Action item: Find the string "this" in the data, then copy every line where it is found.

(Material to process Opens)

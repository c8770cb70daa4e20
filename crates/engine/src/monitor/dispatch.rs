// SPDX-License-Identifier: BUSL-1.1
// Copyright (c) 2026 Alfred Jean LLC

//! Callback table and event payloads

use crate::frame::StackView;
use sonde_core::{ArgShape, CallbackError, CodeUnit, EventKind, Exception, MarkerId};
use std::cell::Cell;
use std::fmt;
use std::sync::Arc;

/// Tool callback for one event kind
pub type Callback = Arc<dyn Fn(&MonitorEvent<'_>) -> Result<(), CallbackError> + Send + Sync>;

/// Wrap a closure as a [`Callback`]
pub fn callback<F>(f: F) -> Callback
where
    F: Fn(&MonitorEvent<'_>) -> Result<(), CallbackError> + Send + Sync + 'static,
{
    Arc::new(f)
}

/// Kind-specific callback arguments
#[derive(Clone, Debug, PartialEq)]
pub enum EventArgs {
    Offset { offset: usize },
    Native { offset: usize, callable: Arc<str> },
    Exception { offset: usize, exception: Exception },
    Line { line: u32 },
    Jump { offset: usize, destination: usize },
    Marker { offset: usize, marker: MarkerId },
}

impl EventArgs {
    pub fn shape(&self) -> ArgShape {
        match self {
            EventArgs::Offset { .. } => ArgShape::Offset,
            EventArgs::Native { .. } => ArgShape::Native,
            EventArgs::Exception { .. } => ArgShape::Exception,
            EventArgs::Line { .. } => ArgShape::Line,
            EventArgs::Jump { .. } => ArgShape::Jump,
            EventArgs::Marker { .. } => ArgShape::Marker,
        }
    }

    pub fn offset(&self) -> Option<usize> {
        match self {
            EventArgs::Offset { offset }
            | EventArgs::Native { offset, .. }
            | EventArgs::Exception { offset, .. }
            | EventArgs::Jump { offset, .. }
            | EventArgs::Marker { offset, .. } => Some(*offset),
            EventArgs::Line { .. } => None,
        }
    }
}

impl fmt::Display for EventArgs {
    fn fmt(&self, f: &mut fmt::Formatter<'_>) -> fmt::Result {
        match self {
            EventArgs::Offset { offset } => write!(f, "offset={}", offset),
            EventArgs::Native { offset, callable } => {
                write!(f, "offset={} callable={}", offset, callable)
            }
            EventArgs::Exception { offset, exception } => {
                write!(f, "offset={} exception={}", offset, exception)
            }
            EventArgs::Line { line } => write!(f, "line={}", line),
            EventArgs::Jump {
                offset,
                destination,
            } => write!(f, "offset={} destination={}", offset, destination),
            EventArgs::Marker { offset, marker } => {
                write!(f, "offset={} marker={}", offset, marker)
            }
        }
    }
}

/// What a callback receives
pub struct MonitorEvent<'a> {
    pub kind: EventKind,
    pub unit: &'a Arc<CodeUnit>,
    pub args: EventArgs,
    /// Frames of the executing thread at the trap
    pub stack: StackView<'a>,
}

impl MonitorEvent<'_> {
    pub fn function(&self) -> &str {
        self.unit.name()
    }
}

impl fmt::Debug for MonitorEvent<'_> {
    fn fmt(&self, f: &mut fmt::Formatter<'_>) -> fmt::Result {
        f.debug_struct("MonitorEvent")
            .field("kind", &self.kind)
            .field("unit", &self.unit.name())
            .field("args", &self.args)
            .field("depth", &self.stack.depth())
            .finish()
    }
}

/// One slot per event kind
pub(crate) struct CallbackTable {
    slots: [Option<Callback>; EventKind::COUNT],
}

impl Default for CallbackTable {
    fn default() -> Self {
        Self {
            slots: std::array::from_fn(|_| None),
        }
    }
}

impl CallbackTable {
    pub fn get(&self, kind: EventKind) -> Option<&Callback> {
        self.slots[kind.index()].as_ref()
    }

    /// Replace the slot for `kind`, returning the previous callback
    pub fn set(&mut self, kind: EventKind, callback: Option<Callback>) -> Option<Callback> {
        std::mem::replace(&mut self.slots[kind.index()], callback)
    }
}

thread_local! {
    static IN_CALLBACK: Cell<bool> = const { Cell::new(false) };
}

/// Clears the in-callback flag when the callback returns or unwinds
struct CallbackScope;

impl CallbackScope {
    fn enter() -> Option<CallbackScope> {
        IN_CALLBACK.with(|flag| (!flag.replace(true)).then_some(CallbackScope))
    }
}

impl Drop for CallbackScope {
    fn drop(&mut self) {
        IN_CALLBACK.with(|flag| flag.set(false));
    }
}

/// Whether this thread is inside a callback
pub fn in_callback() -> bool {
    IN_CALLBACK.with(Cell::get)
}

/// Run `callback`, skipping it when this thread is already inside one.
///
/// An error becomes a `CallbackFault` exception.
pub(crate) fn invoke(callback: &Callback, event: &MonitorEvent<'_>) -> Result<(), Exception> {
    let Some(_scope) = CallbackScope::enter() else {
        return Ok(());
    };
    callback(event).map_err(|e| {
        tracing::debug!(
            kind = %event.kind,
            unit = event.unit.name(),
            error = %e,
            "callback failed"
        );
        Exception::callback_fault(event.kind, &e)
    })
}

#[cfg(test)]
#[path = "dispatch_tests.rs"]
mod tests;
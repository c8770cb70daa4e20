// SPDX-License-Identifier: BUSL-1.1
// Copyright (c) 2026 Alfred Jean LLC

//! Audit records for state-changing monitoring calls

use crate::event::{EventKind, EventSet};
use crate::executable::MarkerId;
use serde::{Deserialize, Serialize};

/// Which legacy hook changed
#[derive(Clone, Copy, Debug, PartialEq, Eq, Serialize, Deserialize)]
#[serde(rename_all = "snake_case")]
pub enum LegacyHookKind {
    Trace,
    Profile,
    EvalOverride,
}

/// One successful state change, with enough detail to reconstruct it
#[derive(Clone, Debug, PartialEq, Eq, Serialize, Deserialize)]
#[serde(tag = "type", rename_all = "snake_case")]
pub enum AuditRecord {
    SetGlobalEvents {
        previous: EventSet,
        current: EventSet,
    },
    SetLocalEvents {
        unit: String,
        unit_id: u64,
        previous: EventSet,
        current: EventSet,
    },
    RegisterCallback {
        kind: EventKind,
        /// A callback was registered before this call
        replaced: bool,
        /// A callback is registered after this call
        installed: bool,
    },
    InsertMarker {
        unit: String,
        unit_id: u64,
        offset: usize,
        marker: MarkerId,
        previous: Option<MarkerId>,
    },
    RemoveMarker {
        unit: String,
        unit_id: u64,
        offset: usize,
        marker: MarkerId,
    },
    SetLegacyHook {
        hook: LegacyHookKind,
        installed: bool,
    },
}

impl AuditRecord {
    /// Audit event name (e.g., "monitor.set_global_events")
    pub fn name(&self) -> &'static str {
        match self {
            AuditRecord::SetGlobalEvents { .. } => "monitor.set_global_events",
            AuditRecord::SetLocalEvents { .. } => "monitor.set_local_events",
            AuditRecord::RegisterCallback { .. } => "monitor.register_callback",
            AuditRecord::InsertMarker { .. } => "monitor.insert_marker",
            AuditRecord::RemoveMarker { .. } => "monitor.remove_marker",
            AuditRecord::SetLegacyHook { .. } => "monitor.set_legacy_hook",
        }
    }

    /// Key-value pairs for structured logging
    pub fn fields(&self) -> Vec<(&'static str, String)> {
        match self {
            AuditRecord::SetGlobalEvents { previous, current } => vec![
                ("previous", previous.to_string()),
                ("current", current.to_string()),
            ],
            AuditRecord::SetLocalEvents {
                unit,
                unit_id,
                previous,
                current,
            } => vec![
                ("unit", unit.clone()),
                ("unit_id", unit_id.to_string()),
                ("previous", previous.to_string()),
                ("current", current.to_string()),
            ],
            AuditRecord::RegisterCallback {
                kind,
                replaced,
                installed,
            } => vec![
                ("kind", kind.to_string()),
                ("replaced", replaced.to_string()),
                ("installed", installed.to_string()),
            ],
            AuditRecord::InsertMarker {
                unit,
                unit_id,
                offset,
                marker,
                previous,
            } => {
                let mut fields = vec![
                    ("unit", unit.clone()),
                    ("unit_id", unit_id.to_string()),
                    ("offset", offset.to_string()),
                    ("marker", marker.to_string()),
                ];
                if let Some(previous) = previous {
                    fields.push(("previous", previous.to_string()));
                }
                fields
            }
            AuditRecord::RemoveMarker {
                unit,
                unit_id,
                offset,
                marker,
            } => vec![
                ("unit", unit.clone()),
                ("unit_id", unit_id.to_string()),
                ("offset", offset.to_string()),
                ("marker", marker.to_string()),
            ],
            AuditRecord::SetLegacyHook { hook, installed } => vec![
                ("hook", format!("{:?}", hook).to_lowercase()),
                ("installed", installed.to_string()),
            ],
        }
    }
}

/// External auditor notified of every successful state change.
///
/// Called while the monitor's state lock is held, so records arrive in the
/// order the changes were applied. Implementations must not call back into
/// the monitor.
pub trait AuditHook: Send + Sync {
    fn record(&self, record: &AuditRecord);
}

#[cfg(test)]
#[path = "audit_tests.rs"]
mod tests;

(Material to process Closes)

Written answer:
/// Whether this thread is inside a callback
/// Run `callback`, skipping it when this thread is already inside one.
        /// A callback was registered before this call
        /// A callback is registered after this call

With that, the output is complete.